In this retrospective cohort study, we examined the presence of hidden SVT in patients with POTS. Although there are reports of IST and POTS overlap, there is no description of underlying SVT in POTS.9 SVT can be easily overlooked in POTS patients as both are disease states with distinctive features but similar clinical manifestations.1 Clinicians must be very astute and should consider alternative diagnoses in patients whose symptoms do not fully fit POTS and/or are difficult to treat. Nocturnal symptoms, symptoms that appear when lying flat and sudden onset and offset of symptoms not related to the position should serve as warnings for physicians.6 A low threshold for ambulatory long-term rhythm monitoring with a 48-hour Holter monitor, 30-day event recorder, or implantable loop recorder should be maintained. Multiple studies have proven the efficacy of long-term rhythm monitoring to diagnose occult/hidden arrhythmias, which would otherwise rarely be detected.1012 This is because the symptomology between SVT and POTS can be quite similar.

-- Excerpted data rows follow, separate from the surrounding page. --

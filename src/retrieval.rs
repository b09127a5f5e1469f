//! Hybrid retrieval over the ingested corpus.
//!
//! Three independent channels produce ranked chunk ids (vector similarity,
//! graph traversal from keyword-matched entities, keyword search over stored
//! chunks) and Reciprocal Rank Fusion combines them into one ranked context
//! list. Channel fetches run concurrently; fusion itself is pure.

use std::collections::HashMap;
use std::sync::Arc;

use anyhow::{Context, Result};
use serde::Deserialize;
use tracing::{debug, warn};

use crate::cache::{Cache, CacheScope};
use crate::config::Config;
use crate::fusion::{fuse, FusionOptions};
use crate::llm::{CompletionModel, EmbeddingModel};
use crate::pipeline::chunk_kv_id;
use crate::prompts::PromptTemplate;
use crate::storage::{GraphStore, KvStore, VectorIndex};

pub const VECTOR_CHANNEL: &str = "vector";
pub const GRAPH_CHANNEL: &str = "graph";
pub const KEYWORD_CHANNEL: &str = "keyword";

/// Retrieval strategy.
#[derive(Debug, Clone, Copy, PartialEq, Eq)]
pub enum RetrievalMode {
    /// Fuse all three channels (default)
    Hybrid,
    /// Only vector similarity
    VectorOnly,
    /// Only graph traversal
    GraphOnly,
    /// Only keyword matching
    KeywordOnly,
}

/// Per-query parameters; every field is caller-overridable.
#[derive(Debug, Clone)]
pub struct QueryOptions {
    pub mode: RetrievalMode,
    pub top_k: usize,
    pub rrf_k: f64,
    pub vector_weight: f64,
    pub graph_weight: f64,
    pub keyword_weight: f64,
}

impl Default for QueryOptions {
    fn default() -> Self {
        Self {
            mode: RetrievalMode::Hybrid,
            top_k: crate::config::DEFAULT_TOP_K,
            rrf_k: crate::fusion::DEFAULT_RRF_K,
            vector_weight: 1.0,
            graph_weight: 1.0,
            keyword_weight: 1.0,
        }
    }
}

impl QueryOptions {
    pub fn from_config(config: &Config) -> Self {
        Self {
            mode: RetrievalMode::Hybrid,
            top_k: config.top_k,
            rrf_k: config.rrf_k,
            vector_weight: config.vector_weight,
            graph_weight: config.graph_weight,
            keyword_weight: config.keyword_weight,
        }
    }
}

/// One fused result chunk.
#[derive(Debug, Clone)]
pub struct RetrievedChunk {
    pub chunk_id: String,
    pub content: String,
    pub score: f64,
    pub source_document_id: String,
    pub file_path: String,
}

/// Keyword-extraction answer shape.
#[derive(Debug, Clone, Default, Deserialize)]
struct QueryKeywords {
    #[serde(default)]
    high_level_keywords: Vec<String>,
    #[serde(default)]
    low_level_keywords: Vec<String>,
}

/// Query-side engine over the same stores the pipeline writes.
pub struct Retriever {
    config: Config,
    completion: Arc<dyn CompletionModel>,
    embedder: Arc<dyn EmbeddingModel>,
    cache: Cache,
    kv: Arc<dyn KvStore>,
    graph: Arc<dyn GraphStore>,
    vectors: Arc<dyn VectorIndex>,
}

impl Retriever {
    pub fn new(
        config: Config,
        completion: Arc<dyn CompletionModel>,
        embedder: Arc<dyn EmbeddingModel>,
        kv: Arc<dyn KvStore>,
        graph: Arc<dyn GraphStore>,
        vectors: Arc<dyn VectorIndex>,
    ) -> Self {
        Self {
            config,
            completion,
            embedder,
            cache: Cache::new(kv.clone()),
            kv,
            graph,
            vectors,
        }
    }

    /// Retrieve ranked context chunks for a query.
    pub async fn query(&self, text: &str, opts: &QueryOptions) -> Result<Vec<RetrievedChunk>> {
        let wants_vector = matches!(opts.mode, RetrievalMode::Hybrid | RetrievalMode::VectorOnly);
        let wants_graph = matches!(opts.mode, RetrievalMode::Hybrid | RetrievalMode::GraphOnly);
        let wants_keyword = matches!(opts.mode, RetrievalMode::Hybrid | RetrievalMode::KeywordOnly);

        let keywords = if wants_graph || wants_keyword {
            self.query_keywords(text).await
        } else {
            Vec::new()
        };

        let (vector_list, graph_list, keyword_list) = tokio::join!(
            async {
                if wants_vector {
                    self.vector_channel(text, opts.top_k).await
                } else {
                    Ok(Vec::new())
                }
            },
            async {
                if wants_graph {
                    self.graph_channel(&keywords, opts.top_k).await
                } else {
                    Ok(Vec::new())
                }
            },
            async {
                if wants_keyword {
                    self.keyword_channel(&keywords, opts.top_k).await
                } else {
                    Ok(Vec::new())
                }
            },
        );

        let mut channels: Vec<(String, Vec<String>)> = Vec::new();
        if wants_vector {
            channels.push((VECTOR_CHANNEL.to_string(), vector_list?));
        }
        if wants_graph {
            channels.push((GRAPH_CHANNEL.to_string(), graph_list?));
        }
        if wants_keyword {
            channels.push((KEYWORD_CHANNEL.to_string(), keyword_list?));
        }

        let fusion_opts = FusionOptions {
            k: opts.rrf_k,
            ..Default::default()
        }
        .with_weight(VECTOR_CHANNEL, opts.vector_weight)
        .with_weight(GRAPH_CHANNEL, opts.graph_weight)
        .with_weight(KEYWORD_CHANNEL, opts.keyword_weight);

        let fused = fuse(&channels, &fusion_opts);
        debug!(
            candidates = fused.len(),
            top_k = opts.top_k,
            "fused retrieval channels"
        );

        let mut results = Vec::new();
        for item in fused.into_iter().take(opts.top_k) {
            let Some(record) = self.kv.get_by_id(&chunk_kv_id(&item.doc_id)).await? else {
                warn!(chunk_id = %item.doc_id, "fused chunk missing from storage, skipping");
                continue;
            };
            results.push(RetrievedChunk {
                chunk_id: item.doc_id,
                content: record["content"].as_str().unwrap_or_default().to_string(),
                score: item.fused_score,
                source_document_id: record["full_doc_id"]
                    .as_str()
                    .unwrap_or_default()
                    .to_string(),
                file_path: record["file_path"].as_str().unwrap_or_default().to_string(),
            });
        }
        Ok(results)
    }

    /// Extract query keywords through the model, with a naive fallback.
    ///
    /// A failed or unparseable keyword call degrades to token splitting and
    /// never fails the query.
    async fn query_keywords(&self, text: &str) -> Vec<String> {
        let prompt = PromptTemplate::ExtractKeywords.render(&[("query", text)]);
        let cached = self
            .cache
            .get_or_compute(
                CacheScope::Keywords,
                &[self.config.llm_model.as_str(), text],
                || async { self.completion.complete(&prompt, &[]).await },
            )
            .await;

        let answer = match cached {
            Ok(cached) => cached.value,
            Err(err) => {
                warn!(error = %err, "keyword extraction failed, falling back to naive split");
                return naive_keywords(text);
            }
        };

        match parse_keywords(&answer) {
            Some(parsed) => {
                let mut keywords: Vec<String> = parsed
                    .high_level_keywords
                    .into_iter()
                    .chain(parsed.low_level_keywords)
                    .map(|k| k.trim().to_lowercase())
                    .filter(|k| !k.is_empty())
                    .collect();
                keywords.dedup();
                if keywords.is_empty() {
                    naive_keywords(text)
                } else {
                    keywords
                }
            }
            None => {
                warn!("keyword answer unparseable, falling back to naive split");
                naive_keywords(text)
            }
        }
    }

    async fn vector_channel(&self, text: &str, top_k: usize) -> Result<Vec<String>> {
        let embedding = self
            .cache
            .get_or_compute(CacheScope::Embedding, &[text], || async {
                let mut vectors = self.embedder.embed(&[text.to_string()]).await?;
                Ok(vectors.pop().unwrap_or_default())
            })
            .await
            .context("query embedding failed")?;

        let hits = self
            .vectors
            .query(&embedding.value, top_k)
            .await
            .context("vector index query failed")?;
        Ok(hits.into_iter().map(|h| h.id).collect())
    }

    /// Chunks reachable from keyword-matched entities: direct provenance
    /// first, then one hop over the strongest edges.
    async fn graph_channel(&self, keywords: &[String], top_k: usize) -> Result<Vec<String>> {
        if keywords.is_empty() {
            return Ok(Vec::new());
        }

        let nodes = self.graph.list_nodes().await.context("graph listing failed")?;
        let matched: Vec<&crate::graph::Entity> = nodes
            .iter()
            .filter(|node| {
                let name = node.name.to_lowercase();
                keywords.iter().any(|k| name.contains(k) || k.contains(&name))
            })
            .collect();
        if matched.is_empty() {
            return Ok(Vec::new());
        }

        let mut scores: HashMap<String, f64> = HashMap::new();
        for node in &matched {
            for chunk_id in &node.source_chunk_ids {
                *scores.entry(chunk_id.clone()).or_insert(0.0) += 1.0;
            }
        }

        // One-hop expansion, weighted by edge strength.
        let edges = self.graph.list_edges().await.context("edge listing failed")?;
        for edge in &edges {
            let touches = matched
                .iter()
                .any(|n| n.name == edge.source_name || n.name == edge.target_name);
            if !touches {
                continue;
            }
            for chunk_id in &edge.source_chunk_ids {
                *scores.entry(chunk_id.clone()).or_insert(0.0) += edge.weight * 0.1;
            }
        }

        Ok(rank_scores(scores, top_k))
    }

    /// Token-match scoring over stored chunk contents.
    async fn keyword_channel(&self, keywords: &[String], top_k: usize) -> Result<Vec<String>> {
        if keywords.is_empty() {
            return Ok(Vec::new());
        }

        let chunks = self
            .kv
            .list_by_prefix("chunk:")
            .await
            .context("chunk listing failed")?;

        let mut scores: HashMap<String, f64> = HashMap::new();
        for (id, record) in &chunks {
            let Some(content) = record["content"].as_str() else {
                continue;
            };
            let haystack = content.to_lowercase();
            let score: f64 = keywords
                .iter()
                .map(|k| haystack.matches(k.as_str()).count() as f64)
                .sum();
            if score > 0.0 {
                let chunk_id = id.strip_prefix("chunk:").unwrap_or(id).to_string();
                scores.insert(chunk_id, score);
            }
        }

        Ok(rank_scores(scores, top_k))
    }
}

/// Sort scored chunk ids: score descending, id ascending, truncated to top_k.
fn rank_scores(scores: HashMap<String, f64>, top_k: usize) -> Vec<String> {
    let mut ranked: Vec<(String, f64)> = scores.into_iter().collect();
    ranked.sort_by(|a, b| b.1.total_cmp(&a.1).then_with(|| a.0.cmp(&b.0)));
    ranked.truncate(top_k);
    ranked.into_iter().map(|(id, _)| id).collect()
}

/// Pull the JSON object out of a possibly fenced / chatty keyword answer.
fn parse_keywords(raw: &str) -> Option<QueryKeywords> {
    let start = raw.find('{')?;
    let end = raw.rfind('}')?;
    if end < start {
        return None;
    }
    serde_json::from_str(&raw[start..=end]).ok()
}

fn naive_keywords(text: &str) -> Vec<String> {
    let mut keywords: Vec<String> = text
        .split_whitespace()
        .map(|w| {
            w.trim_matches(|c: char| !c.is_alphanumeric())
                .to_lowercase()
        })
        .filter(|w| w.chars().count() > 2)
        .collect();
    keywords.sort();
    keywords.dedup();
    keywords
}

Treating the underlying rhythm disorder will greatly help in symptom relief and make it easier to manage POTS and potentially limit the medications used for symptomatic care as seen by the decreased use of midodrine in our population. Ablation has become the standard of care for most patients with SVT.8,13 In our cohort, all patients underwent successful RFA with no recurrence of arrhythmias. Although this did not wholly resolve their orthostatic tachycardia, it significantly alleviated their symptoms (Figure 1).

The etiology of SVT in POTS patients is unclear. A significant subset of POTS patients experience persistent sympathetic activation due to hemodynamic changes associated with POTS.14 It has been shown that persistent adrenergic stimulation can lead to the activation of existing potential reentry circuits, enhanced automaticity, and early or delayed after-depolarization–associated triggered activity.15,16 We believe that this might be the reason for the development of SVT in these patients, thereby causing further aggravation of their symptoms. In addition, the prevalence of SVT in our patient population was 1.8%, which is eight times higher than that of the general population.17 Further research such as subgroup analysis or a larger cohort trial is needed to help establish the true prevalence of SVT in POTS.

Limitations

This study has several limitations that should be acknowledged. First, it was a retrospective, observational research study and therefore has all of the limitations of this study type such as selection bias. The small sample size constitutes another limitation. Moreover, confounding could not totally be accounted for because of the study’s retrospective nature and the inability to fully control medication changes during the study period. Also, the duration of SVT was not recorded and the study was conducted in a single center. Despite these limitations, the findings of the study substantiate the utility of long-term rhythm monitoring in these patients.

Conclusion

In this observational study, patients diagnosed with POTS had concomitant SVT. The presence of SVT leads to atypical manifestations and difficulty in managing symptoms. Maintaining a low threshold for long-term rhythm monitoring in such patients can help diagnose these arrhythmias. Ablation can help cure SVT and thereby significantly improve the quality of life of patients.